Ce que je disois étoit vrai, et elle le prit comme toutes les femmes prennent les choses qui leur sont dues. Elle me fit une légère révérence.
Attendez, me dit-elle en mettant sa main sur mon bras pour me retenir, je vais envoyer un garçon dans ce quartier-là porter un paquet; si vous voulez avoir la complaisance d'entrer, il sera prêt dans un moment, et il vous accompagnera jusqu'à l'endroit même. Elle cria à son garçon, qui étoit dans l'arrière-boutique, de se dépêcher, et j'entrai avec elle. Je levai de dessus la chaise où elle les avoit mises, les manchettes qu'elle brodoit, dans l'intention de m'y asseoir; elle s'assit elle-même sur une chaise basse, et je me mis aussitôt à côté d'elle.
Il sera prêt dans un moment, Monsieur, dit-elle… Et pendant ce moment, je voudrais, moi, vous dire combien je suis sensible à toutes vos politesses. Il n'y a personne qui ne puisse, par hasard, faire une action qui annonce un bon naturel; mais quand les actions de ce genre se multiplient, c'est l'effet du caractère et du tempéramment. Si le sang qui passe dans le cœur est le même que celui qui coule vers les extrémités, je suis sûr, ajoutai-je en lui soulevant le poignet, qu'il n'y a point de femme dans le monde qui ait un meilleur pouls que le vôtre… Tâtez-le, dit-elle en tendant le bras. Je me débarrassai aussitôt de mon chapeau; je saisis ses doigts d'une main, et j'appliquai sur l'artère les deux premiers doigts de mon autre main.

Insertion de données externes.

impl LiveSessionService {
    /// Create an idle service and the response stream it will feed
    pub fn new(
        config: LiveSessionConfig,
        connector: Arc<dyn Connector>,
        codec: Arc<dyn MessageCodec>,
        tokens: TokenProviders,
    ) -> (Self, ResponseStream) {
        let (outbound_tx, outbound_rx) = mpsc::unbounded_channel();
        let (responses, stream) = ResponseSink::new();
        let (state, _) = watch::channel(SessionState::Idle);

        let service = Self {
            config,
            connector,
            codec,
            tokens,
            inner: Mutex::new(Inner::default()),
            current: AtomicU64::new(0),
            state: Arc::new(state),
            outbound_tx,
            outbound_rx: Arc::new(Mutex::new(outbound_rx)),
            responses: Arc::new(responses),
        };
        (service, stream)
    }

    /// Current lifecycle state
    pub fn state(&self) -> SessionState {
        *self.state.borrow()
    }

    /// Watch lifecycle transitions
    pub fn subscribe_state(&self) -> watch::Receiver<SessionState> {
        self.state.subscribe()
    }

    /// Session configuration
    pub fn config(&self) -> &LiveSessionConfig {
        &self.config
    }

    /// Handle for enqueueing messages from other tasks
    pub(crate) fn outbound(&self) -> mpsc::UnboundedSender<ClientMessage> {
        self.outbound_tx.clone()
    }

    /// Enqueue a message; it is written once the handshake has completed
    ///
    /// Never blocks and never fails. Encoding or transport failures are logged
    /// and surface through the response stream if they end the connection.
    pub fn send(&self, message: ClientMessage) {
        enqueue(&self.outbound_tx, message);
    }

    /// Open a new connection and complete the SETUP handshake
    ///
    /// Any previous connection is torn down first, and a `connect` still
    /// dialing or waiting on that connection's handshake fails with
    /// [`SetupError::Cancelled`].
    pub async fn connect(&self) -> Result<(), LiveSessionError> {
        let (generation, gate) = {
            let mut inner = self.inner.lock().await;
            if inner.closed || self.responses.is_finished() {
                return Err(SetupError::Cancelled.into());
            }
            self.teardown(&mut inner).await;

            inner.generation += 1;
            let gate = HandshakeGate::new();
            inner.pending = Some(gate.clone());
            self.current.store(inner.generation, Ordering::SeqCst);
            (inner.generation, gate)
        };

        // The pending gate only resolves early when close or another connect
        // cancels this attempt
        let opened = tokio::select! {
            biased;
            opened = self.open(generation, gate.clone()) => opened,
            cancelled = gate.wait() => Err(cancelled.err().unwrap_or(SetupError::Cancelled)),
        };

        {
            let mut inner = self.inner.lock().await;
            let current = inner.generation == generation && !inner.closed;
            match opened {
                Ok(connection) if current => {
                    inner.pending = None;
                    inner.connection = Some(connection);
                }
                Ok(connection) => {
                    self.settle_cancelled(&inner);
                    drop(inner);
                    connection.shutdown().await;
                    return Err(SetupError::Cancelled.into());
                }
                Err(err) => {
                    if current {
                        inner.pending = None;
                        self.set_state(SessionState::Closed);
                    } else {
                        self.settle_cancelled(&inner);
                    }
                    warn!(generation, "Live session setup failed: {}", err);
                    return Err(err.into());
                }
            }
        }

        let outcome = gate.wait().await;

        let mut inner = self.inner.lock().await;
        let current = inner.generation == generation && !inner.closed;
        match outcome {
            Ok(()) if current => {
                let ready = self.state.send_if_modified(|state| {
                    if *state == SessionState::AwaitingHandshake {
                        *state = SessionState::Ready;
                        true
                    } else {
                        false
                    }
                });
                if ready {
                    info!(generation, "Live session ready");
                }
                Ok(())
            }
            Ok(()) => Err(SetupError::Cancelled.into()),
            Err(err) => {
                if current {
                    self.teardown(&mut inner).await;
                    self.set_state(SessionState::Closed);
                }
                warn!(generation, "Live session setup failed: {}", err);
                Err(err.into())
            }
        }
    }

    /// Shut the session down; further calls are no-ops
    ///
    /// Returns without waiting for a dial in flight. The response stream
    /// completes without an error unless it already terminated.
    pub async fn close(&self) {
        let mut inner = self.inner.lock().await;
        if inner.closed {
            return;
        }
        inner.closed = true;
        self.current.store(0, Ordering::SeqCst);

        debug!("Closing live session");
        if self.state() != SessionState::Closed {
            self.set_state(SessionState::Closing);
        }
        self.teardown(&mut inner).await;
        self.responses.finish(None);
        self.set_state(SessionState::Closed);
    }

    /// Open the transport, send SETUP first and start both loops
    async fn open(&self, generation: u64, gate: HandshakeGate) -> Result<Connection, SetupError> {
        self.set_state_if_current(generation, SessionState::Connecting);

        let request = endpoint::connect_request(&self.config, &self.tokens)
            .await
            .map_err(SetupError::Connect)?;
        let adapter = AdapterGuard::new(DuplexSocketAdapter::new(self.connector.clone()));
        let inbound = adapter.connect(request).await.map_err(|err| {
            error!(generation, "Failed to open live connection: {}", err);
            SetupError::Connect(err)
        })?;

        self.set_state_if_current(generation, SessionState::AwaitingHandshake);
        let setup = ClientMessage::Setup(self.config.setup());
        let frame = match self.codec.encode(&setup) {
            Ok(frame) => frame,
            Err(err) => {
                adapter.disconnect().await;
                return Err(SetupError::Encode(err));
            }
        };
        if let Err(err) = adapter.send(frame).await {
            adapter.disconnect().await;
            return Err(SetupError::Send(err));
        }
        debug!(generation, model = %self.config.model, "Sent setup");

        let adapter = adapter.disarm();
        let receiver = tokio::spawn(receive_loop(
            ReceiveContext {
                generation,
                adapter: adapter.clone(),
                gate: gate.clone(),
                codec: self.codec.clone(),
                responses: self.responses.clone(),
                state: self.state.clone(),
            },
            inbound,
        ));
        let sender = tokio::spawn(send_loop(
            generation,
            adapter.clone(),
            gate.clone(),
            self.codec.clone(),
            self.outbound_rx.clone(),
        ));

        Ok(Connection {
            generation,
            adapter,
            gate,
            receiver,
            sender,
        })
    }

    /// Cancel any dial in flight and shut the current connection down
    async fn teardown(&self, inner: &mut Inner) {
        if let Some(pending) = inner.pending.take() {
            pending.fail(SetupError::Cancelled);
        }
        if let Some(connection) = inner.connection.take() {
            connection.shutdown().await;
        }
    }

    fn set_state(&self, next: SessionState) {
        let previous = self.state.send_replace(next);
        if previous != next {
            trace!("Session state {:?} -> {:?}", previous, next);
        }
    }

    /// Publish `next` unless `generation` was superseded or the session closed
    fn set_state_if_current(&self, generation: u64, next: SessionState) {
        self.state.send_if_modified(|state| {
            if self.current.load(Ordering::SeqCst) != generation || *state == next {
                return false;
            }
            trace!("Session state {:?} -> {:?}", state, next);
            *state = next;
            true
        });
    }

    /// A cancelled attempt leaves `Closed` behind if close caused it
    fn settle_cancelled(&self, inner: &Inner) {
        if inner.closed {
            self.set_state(SessionState::Closed);
        }
    }
}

Que n'as-tu passé en ce moment, mon cher Eugène! Tu m'aurois vu en habit noir, et dans une attitude grave, aussi attentivement occupé à compter les battemens de son pouls, que si j'eusse guetté le retour du flux et du reflux de la fièvre. Tu aurois ri, et peut-être moralisé sur ma nouvelle profession… Hé bien! je t'aurois laissé rire et sermonner à ton aise… Crois-moi, mon cher Eugène, t'aurois-je dit, il y a de pires occupations dans le monde que celle de tâter le pouls d'une femme… Oui… mais d'une grisette! répliquerois-tu… et dans une boutique toute ouverte! Ah, Yorick!
Eh! tant mieux. Quand mes vues sont honnêtes, je me mets peu en peine que le monde me voie dans cette occupation.
LE MARI.
Paris.
J'avois compté vingt battemens de pouls, et je voulois aller jusqu'à quarante, quand son mari parut à l'improviste et dérangea mon calcul. C'est mon mari, dit-elle, et cela ne fait rien. Je recommençai donc à compter. Monsieur est si complaisant, ajouta-t-elle lorsqu'il passa près de nous, que de prendre la peine de me tâter le pouls. Le mari ôta son chapeau, me salua, et me dit que je lui faisois trop d'honneur. Il remit aussitôt son chapeau, et s'en alla.
Bon Dieu! m'écriai-je en moi-même, est-il possible que ce soit-là son mari!